Source records
--------------------

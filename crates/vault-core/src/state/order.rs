//! Order state machine implementation.
//!
//! Orders move DRAFT -> PAID -> QUEUED -> IN_PROGRESS -> INTERNAL_REVIEW ->
//! FINALISING -> COMPLETED, with review loops through REGEN_REQUESTED and
//! CLIENT_INPUT_REQUIRED and exits to CANCELLED, FAILED and ARCHIVED. Every
//! transition is checked against a static table and applied inside a single
//! storage read-modify-write, together with its audit entry and SLA effects.

use super::versions;
use crate::sla;
use once_cell::sync::Lazy;
use std::collections::{HashMap, HashSet};
use std::sync::Arc;
use thiserror::Error;
use vault_config::SlaConfig;
use vault_storage::{QueryFilter, StorageError, StorageService};
use vault_types::{
	current_timestamp, truncate_id, AuditEntry, NewOrder, Order, OrderStatus, SlaTracking,
	StorageKey,
};

/// Errors that can occur during order state management.
#[derive(Debug, Error)]
pub enum OrderStateError {
	#[error("Storage error: {0}")]
	Storage(#[from] StorageError),
	#[error("Invalid state transition from {from} to {to}")]
	InvalidTransition { from: OrderStatus, to: OrderStatus },
	#[error("Order not found: {0}")]
	OrderNotFound(String),
	#[error("Order {0} has a locked document version")]
	VersionLocked(String),
	#[error("Order {0} has no generated documents")]
	NoDocuments(String),
}

/// Static transition table - each status maps to its allowed next statuses.
static TRANSITIONS: Lazy<HashMap<OrderStatus, HashSet<OrderStatus>>> = Lazy::new(|| {
	use OrderStatus::*;

	let mut m = HashMap::new();
	m.insert(Draft, HashSet::from([Paid, Cancelled]));
	m.insert(Paid, HashSet::from([Queued, Cancelled, Failed]));
	m.insert(Queued, HashSet::from([InProgress, Cancelled, Failed]));
	m.insert(
		InProgress,
		HashSet::from([InternalReview, ClientInputRequired, Failed]),
	);
	m.insert(
		InternalReview,
		HashSet::from([Finalising, RegenRequested, ClientInputRequired, Cancelled]),
	);
	m.insert(RegenRequested, HashSet::from([InProgress, Cancelled]));
	m.insert(ClientInputRequired, HashSet::from([Queued, Cancelled]));
	m.insert(Finalising, HashSet::from([Completed, Failed]));
	m.insert(Completed, HashSet::from([Archived]));
	m.insert(Cancelled, HashSet::from([Archived]));
	m.insert(Failed, HashSet::from([Queued, Archived]));
	m.insert(Archived, HashSet::new()); // terminal
	m
});

/// Checks if a state transition is valid.
pub fn is_valid_transition(from: OrderStatus, to: OrderStatus) -> bool {
	TRANSITIONS
		.get(&from)
		.is_some_and(|allowed| allowed.contains(&to))
}

/// Manages order state transitions and persistence.
pub struct OrderStateMachine {
	storage: Arc<StorageService>,
	sla: SlaConfig,
}

impl OrderStateMachine {
	pub fn new(storage: Arc<StorageService>, sla: SlaConfig) -> Self {
		Self { storage, sla }
	}

	/// Stores a new DRAFT order with its creation audit entry.
	pub async fn create_order(
		&self,
		new_order: NewOrder,
		actor: &str,
	) -> Result<Order, OrderStateError> {
		let now = current_timestamp();
		let order = Order {
			id: uuid::Uuid::new_v4().to_string(),
			client_id: new_order.client_id,
			client_email: new_order.client_email,
			organization_id: new_order.organization_id,
			service_code: new_order.service_code,
			tier: new_order.tier,
			status: OrderStatus::Draft,
			created_at: now,
			updated_at: now,
			documents: Vec::new(),
			sla: SlaTracking::default(),
			audit_trail: vec![AuditEntry {
				at: now,
				from: None,
				to: OrderStatus::Draft,
				actor: actor.to_string(),
				note: None,
			}],
			client_inputs: new_order.client_inputs,
			payment_reference: None,
			regen_notes: None,
			failure_reason: None,
		};

		self.storage
			.insert_new(StorageKey::Orders.as_str(), &order.id, &order, None)
			.await?;
		tracing::info!(order_id = %truncate_id(&order.id), service = %order.service_code, "Order created");
		Ok(order)
	}

	/// Moves an order to `to`, recording who did it.
	pub async fn transition(
		&self,
		order_id: &str,
		to: OrderStatus,
		actor: &str,
		note: Option<String>,
	) -> Result<Order, OrderStateError> {
		self.transition_with(order_id, to, actor, note, |_| Ok(()))
			.await
	}

	/// Moves an order to `to` and applies `f` in the same atomic write.
	///
	/// `f` runs after the transition has been validated and before the status
	/// changes; if it fails nothing is written.
	pub async fn transition_with<F>(
		&self,
		order_id: &str,
		to: OrderStatus,
		actor: &str,
		note: Option<String>,
		f: F,
	) -> Result<Order, OrderStateError>
	where
		F: FnOnce(&mut Order) -> Result<(), OrderStateError>,
	{
		let sla_config = &self.sla;
		let order = self
			.modify(order_id, move |order: &mut Order| {
				let from = order.status;
				if !is_valid_transition(from, to) {
					return Err(OrderStateError::InvalidTransition { from, to });
				}

				f(order)?;

				if from == OrderStatus::InternalReview && to == OrderStatus::Finalising {
					versions::lock_current(order)?;
				}

				let now = current_timestamp();
				let target = sla_config.target_hours_for(&order.tier);
				sla::apply_transition(&mut order.sla, from, to, now, target);

				order.status = to;
				order.updated_at = now;
				order.audit_trail.push(AuditEntry {
					at: now,
					from: Some(from),
					to,
					actor: actor.to_string(),
					note,
				});
				Ok(())
			})
			.await?;

		tracing::info!(
			order_id = %truncate_id(order_id),
			status = %to,
			actor = %actor,
			"Order status changed"
		);
		Ok(order)
	}

	/// Updates an order with a closure and persists it.
	pub async fn update_order_with<F>(
		&self,
		order_id: &str,
		updater: F,
	) -> Result<Order, OrderStateError>
	where
		F: FnOnce(&mut Order),
	{
		self.try_update_order(order_id, |order| {
			updater(order);
			Ok(())
		})
		.await
	}

	/// Like [`update_order_with`](Self::update_order_with) for updates that
	/// can refuse; nothing is written when `updater` fails.
	pub async fn try_update_order<F>(
		&self,
		order_id: &str,
		updater: F,
	) -> Result<Order, OrderStateError>
	where
		F: FnOnce(&mut Order) -> Result<(), OrderStateError>,
	{
		self.modify(order_id, |order: &mut Order| {
			updater(order)?;
			order.updated_at = current_timestamp();
			Ok(())
		})
		.await
	}

	async fn modify<F>(&self, order_id: &str, f: F) -> Result<Order, OrderStateError>
	where
		F: FnOnce(&mut Order) -> Result<(), OrderStateError>,
	{
		self.storage
			.modify(StorageKey::Orders.as_str(), order_id, f)
			.await
			.map_err(|e| match e {
				OrderStateError::Storage(StorageError::NotFound) => {
					OrderStateError::OrderNotFound(order_id.to_string())
				},
				other => other,
			})
	}

	/// Gets an order by ID.
	pub async fn get_order(&self, order_id: &str) -> Result<Order, OrderStateError> {
		self.storage
			.retrieve(StorageKey::Orders.as_str(), order_id)
			.await
			.map_err(|e| match e {
				StorageError::NotFound => OrderStateError::OrderNotFound(order_id.to_string()),
				other => OrderStateError::Storage(other),
			})
	}

	/// Orders currently in `status`, oldest first.
	pub async fn list_by_status(&self, status: OrderStatus) -> Result<Vec<Order>, OrderStateError> {
		self.list_matching(QueryFilter::Equals(
			"status".to_string(),
			serde_json::Value::from(status.as_str()),
		))
		.await
	}

	/// Orders in any of `statuses`, oldest first.
	pub async fn list_by_statuses(
		&self,
		statuses: &[OrderStatus],
	) -> Result<Vec<Order>, OrderStateError> {
		let values = statuses
			.iter()
			.map(|s| serde_json::Value::from(s.as_str()))
			.collect();
		self.list_matching(QueryFilter::In("status".to_string(), values))
			.await
	}

	async fn list_matching(&self, filter: QueryFilter) -> Result<Vec<Order>, OrderStateError> {
		let mut orders: Vec<Order> = self
			.storage
			.query(StorageKey::Orders.as_str(), filter)
			.await?
			.into_iter()
			.map(|(_, order)| order)
			.collect();
		orders.sort_by(|a: &Order, b: &Order| {
			a.created_at.cmp(&b.created_at).then_with(|| a.id.cmp(&b.id))
		});
		Ok(orders)
	}
}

--------------------

Goal of the exercise:
Count up every line above that has the word "target" in it; answer with the number alone.

Answer below:
2